_Material for this task_

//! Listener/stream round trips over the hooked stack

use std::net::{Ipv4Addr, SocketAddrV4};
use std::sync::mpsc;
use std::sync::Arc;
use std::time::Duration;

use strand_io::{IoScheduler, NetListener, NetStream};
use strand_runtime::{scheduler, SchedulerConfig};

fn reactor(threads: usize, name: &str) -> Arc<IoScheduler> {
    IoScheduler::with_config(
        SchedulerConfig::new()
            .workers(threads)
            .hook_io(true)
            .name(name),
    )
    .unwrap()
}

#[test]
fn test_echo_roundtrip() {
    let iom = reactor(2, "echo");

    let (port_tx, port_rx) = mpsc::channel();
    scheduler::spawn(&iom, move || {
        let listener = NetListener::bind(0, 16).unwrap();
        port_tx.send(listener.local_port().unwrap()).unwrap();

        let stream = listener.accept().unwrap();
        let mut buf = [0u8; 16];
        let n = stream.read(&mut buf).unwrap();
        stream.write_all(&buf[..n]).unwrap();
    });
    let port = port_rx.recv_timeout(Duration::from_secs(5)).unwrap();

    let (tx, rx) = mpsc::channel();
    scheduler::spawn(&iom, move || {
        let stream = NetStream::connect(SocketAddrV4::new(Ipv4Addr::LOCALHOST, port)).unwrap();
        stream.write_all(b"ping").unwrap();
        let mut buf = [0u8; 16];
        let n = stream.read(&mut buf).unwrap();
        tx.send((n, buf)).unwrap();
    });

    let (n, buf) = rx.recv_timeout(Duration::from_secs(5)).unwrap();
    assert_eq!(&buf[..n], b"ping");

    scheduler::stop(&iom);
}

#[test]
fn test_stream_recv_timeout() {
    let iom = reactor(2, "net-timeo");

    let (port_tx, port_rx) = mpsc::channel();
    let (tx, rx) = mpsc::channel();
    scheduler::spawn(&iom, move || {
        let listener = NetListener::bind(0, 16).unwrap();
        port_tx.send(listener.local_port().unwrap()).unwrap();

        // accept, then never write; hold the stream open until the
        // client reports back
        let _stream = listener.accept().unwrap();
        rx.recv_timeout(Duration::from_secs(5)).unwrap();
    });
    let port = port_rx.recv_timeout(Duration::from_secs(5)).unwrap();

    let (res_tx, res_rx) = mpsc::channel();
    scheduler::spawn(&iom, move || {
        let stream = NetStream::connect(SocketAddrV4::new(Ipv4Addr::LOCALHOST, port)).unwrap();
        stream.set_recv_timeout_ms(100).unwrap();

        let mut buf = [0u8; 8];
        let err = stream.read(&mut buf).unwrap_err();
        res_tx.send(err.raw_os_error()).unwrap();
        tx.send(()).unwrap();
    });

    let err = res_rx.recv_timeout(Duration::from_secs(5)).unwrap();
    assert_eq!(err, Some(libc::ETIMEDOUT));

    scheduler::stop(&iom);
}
---
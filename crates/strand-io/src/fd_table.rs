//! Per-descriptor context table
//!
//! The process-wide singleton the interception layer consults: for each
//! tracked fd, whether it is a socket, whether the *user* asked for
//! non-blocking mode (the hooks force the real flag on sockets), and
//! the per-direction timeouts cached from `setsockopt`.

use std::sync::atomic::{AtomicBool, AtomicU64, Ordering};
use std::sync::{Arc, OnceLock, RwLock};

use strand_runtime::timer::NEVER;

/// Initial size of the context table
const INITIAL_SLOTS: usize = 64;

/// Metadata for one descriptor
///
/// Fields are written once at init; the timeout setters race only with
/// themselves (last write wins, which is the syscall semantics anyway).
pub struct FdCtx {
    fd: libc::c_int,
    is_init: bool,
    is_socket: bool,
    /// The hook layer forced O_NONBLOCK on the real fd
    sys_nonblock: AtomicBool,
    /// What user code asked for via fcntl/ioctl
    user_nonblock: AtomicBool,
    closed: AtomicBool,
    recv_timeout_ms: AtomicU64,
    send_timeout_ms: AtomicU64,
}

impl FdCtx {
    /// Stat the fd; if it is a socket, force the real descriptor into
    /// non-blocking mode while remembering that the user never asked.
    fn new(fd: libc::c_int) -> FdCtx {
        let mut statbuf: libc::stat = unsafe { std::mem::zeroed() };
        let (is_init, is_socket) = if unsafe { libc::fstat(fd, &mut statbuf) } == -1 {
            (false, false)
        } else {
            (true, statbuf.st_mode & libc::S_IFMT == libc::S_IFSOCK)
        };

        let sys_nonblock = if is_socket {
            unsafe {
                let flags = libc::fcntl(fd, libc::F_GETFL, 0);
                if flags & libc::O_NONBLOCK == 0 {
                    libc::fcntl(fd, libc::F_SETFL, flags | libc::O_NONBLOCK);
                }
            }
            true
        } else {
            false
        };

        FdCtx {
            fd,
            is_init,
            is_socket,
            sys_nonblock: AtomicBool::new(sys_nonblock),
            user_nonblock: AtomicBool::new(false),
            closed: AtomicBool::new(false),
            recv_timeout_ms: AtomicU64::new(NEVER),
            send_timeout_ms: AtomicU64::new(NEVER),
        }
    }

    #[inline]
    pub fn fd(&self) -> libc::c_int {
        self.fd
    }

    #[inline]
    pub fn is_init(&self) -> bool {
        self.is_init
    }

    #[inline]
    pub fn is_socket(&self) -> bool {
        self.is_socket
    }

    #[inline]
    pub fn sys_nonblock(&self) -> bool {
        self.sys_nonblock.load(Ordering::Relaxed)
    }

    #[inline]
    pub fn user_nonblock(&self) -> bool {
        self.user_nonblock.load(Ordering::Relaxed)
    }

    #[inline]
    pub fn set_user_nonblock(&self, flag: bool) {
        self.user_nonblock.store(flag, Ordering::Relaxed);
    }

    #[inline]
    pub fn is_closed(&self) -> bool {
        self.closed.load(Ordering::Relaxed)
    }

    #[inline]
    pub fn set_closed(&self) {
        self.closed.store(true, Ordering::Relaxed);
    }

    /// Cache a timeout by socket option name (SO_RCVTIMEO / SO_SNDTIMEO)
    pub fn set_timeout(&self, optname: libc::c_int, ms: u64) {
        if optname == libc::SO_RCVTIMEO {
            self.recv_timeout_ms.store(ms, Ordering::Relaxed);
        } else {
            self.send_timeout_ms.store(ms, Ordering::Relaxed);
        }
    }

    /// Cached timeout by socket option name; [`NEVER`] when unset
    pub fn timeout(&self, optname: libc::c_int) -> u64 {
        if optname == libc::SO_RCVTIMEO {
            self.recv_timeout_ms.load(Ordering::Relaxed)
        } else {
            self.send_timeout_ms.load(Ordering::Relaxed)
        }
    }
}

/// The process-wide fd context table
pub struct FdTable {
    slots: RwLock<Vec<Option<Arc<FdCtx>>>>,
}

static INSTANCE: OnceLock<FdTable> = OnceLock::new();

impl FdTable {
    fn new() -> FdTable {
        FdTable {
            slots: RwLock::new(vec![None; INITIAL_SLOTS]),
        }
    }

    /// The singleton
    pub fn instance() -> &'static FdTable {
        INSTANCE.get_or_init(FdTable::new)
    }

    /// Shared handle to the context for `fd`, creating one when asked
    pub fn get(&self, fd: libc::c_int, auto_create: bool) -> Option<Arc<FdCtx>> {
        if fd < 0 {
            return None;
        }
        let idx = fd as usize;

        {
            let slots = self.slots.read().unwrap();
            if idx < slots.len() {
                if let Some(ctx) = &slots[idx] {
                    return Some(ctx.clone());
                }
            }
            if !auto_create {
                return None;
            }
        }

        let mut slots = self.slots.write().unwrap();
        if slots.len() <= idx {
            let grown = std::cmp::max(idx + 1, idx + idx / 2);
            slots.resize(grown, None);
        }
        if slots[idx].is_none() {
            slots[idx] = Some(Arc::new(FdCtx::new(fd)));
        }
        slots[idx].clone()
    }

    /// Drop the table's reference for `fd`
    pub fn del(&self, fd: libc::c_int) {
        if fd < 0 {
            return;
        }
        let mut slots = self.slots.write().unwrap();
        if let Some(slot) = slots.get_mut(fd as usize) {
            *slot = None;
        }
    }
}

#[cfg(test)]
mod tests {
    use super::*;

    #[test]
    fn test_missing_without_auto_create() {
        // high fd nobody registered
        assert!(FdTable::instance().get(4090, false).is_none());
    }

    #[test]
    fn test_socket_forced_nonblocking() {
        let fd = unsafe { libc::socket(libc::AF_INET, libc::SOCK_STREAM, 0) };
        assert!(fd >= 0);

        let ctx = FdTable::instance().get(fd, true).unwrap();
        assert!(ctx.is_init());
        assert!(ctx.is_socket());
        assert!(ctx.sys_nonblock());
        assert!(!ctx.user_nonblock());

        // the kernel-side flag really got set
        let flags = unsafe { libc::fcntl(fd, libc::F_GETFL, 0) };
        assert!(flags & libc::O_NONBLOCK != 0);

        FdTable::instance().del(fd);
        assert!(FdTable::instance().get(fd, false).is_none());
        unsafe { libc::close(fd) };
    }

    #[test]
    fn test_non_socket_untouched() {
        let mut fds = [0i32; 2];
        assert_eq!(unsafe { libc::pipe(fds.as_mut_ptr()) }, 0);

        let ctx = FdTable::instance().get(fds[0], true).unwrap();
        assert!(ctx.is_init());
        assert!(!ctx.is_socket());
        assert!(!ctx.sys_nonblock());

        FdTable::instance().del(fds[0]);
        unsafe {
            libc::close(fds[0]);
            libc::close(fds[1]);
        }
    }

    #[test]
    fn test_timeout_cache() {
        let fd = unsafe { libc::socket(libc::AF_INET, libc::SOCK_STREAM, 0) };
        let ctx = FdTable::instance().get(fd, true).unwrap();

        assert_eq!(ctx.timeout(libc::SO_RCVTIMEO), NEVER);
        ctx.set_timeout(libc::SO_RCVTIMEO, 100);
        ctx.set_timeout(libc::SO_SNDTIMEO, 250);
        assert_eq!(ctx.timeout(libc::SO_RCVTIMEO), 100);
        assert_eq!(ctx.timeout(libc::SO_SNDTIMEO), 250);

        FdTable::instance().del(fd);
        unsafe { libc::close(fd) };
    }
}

_What the task requires_
Find "Relaxed" in the data above. Report each line where it appears.

_Answer box_
        self.sys_nonblock.load(Ordering::Relaxed)
        self.user_nonblock.load(Ordering::Relaxed)
        self.user_nonblock.store(flag, Ordering::Relaxed);
        self.closed.load(Ordering::Relaxed)
        self.closed.store(true, Ordering::Relaxed);
            self.recv_timeout_ms.store(ms, Ordering::Relaxed);
            self.send_timeout_ms.store(ms, Ordering::Relaxed);
            self.recv_timeout_ms.load(Ordering::Relaxed)
            self.send_timeout_ms.load(Ordering::Relaxed)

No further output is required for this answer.